▸ **REQUIRED WORK**: Here are some entries. Print them exactly as they are.

Start of EXERCISE INPUT

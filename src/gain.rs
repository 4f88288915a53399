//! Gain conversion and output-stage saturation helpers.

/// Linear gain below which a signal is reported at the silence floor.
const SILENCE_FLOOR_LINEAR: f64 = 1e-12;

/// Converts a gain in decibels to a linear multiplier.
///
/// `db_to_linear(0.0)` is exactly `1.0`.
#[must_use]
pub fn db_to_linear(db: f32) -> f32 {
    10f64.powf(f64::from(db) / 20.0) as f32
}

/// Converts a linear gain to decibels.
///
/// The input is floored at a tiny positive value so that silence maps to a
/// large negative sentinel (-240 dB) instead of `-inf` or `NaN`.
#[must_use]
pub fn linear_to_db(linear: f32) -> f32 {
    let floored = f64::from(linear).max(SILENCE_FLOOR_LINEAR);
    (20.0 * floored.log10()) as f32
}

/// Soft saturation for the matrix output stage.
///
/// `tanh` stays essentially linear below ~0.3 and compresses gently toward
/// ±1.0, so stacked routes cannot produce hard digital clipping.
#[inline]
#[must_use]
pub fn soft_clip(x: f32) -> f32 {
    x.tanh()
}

End of EXERCISE INPUT

▸ **EXERCISE OUTPUT**:
filename src/gain.rs
repository 4f88288915a53399
//! Gain conversion and output-stage saturation helpers.

/// Linear gain below which a signal is reported at the silence floor.
const SILENCE_FLOOR_LINEAR: f64 = 1e-12;

/// Converts a gain in decibels to a linear multiplier.
///
/// `db_to_linear(0.0)` is exactly `1.0`.
#[must_use]
pub fn db_to_linear(db: f32) -> f32 {
    10f64.powf(f64::from(db) / 20.0) as f32
}

/// Converts a linear gain to decibels.
///
/// The input is floored at a tiny positive value so that silence maps to a
/// large negative sentinel (-240 dB) instead of `-inf` or `NaN`.
#[must_use]
pub fn linear_to_db(linear: f32) -> f32 {
    let floored = f64::from(linear).max(SILENCE_FLOOR_LINEAR);
    (20.0 * floored.log10()) as f32
}

/// Soft saturation for the matrix output stage.
///
/// `tanh` stays essentially linear below ~0.3 and compresses gently toward
/// ±1.0, so stacked routes cannot produce hard digital clipping.
#[inline]
#[must_use]
pub fn soft_clip(x: f32) -> f32 {
    x.tanh()
}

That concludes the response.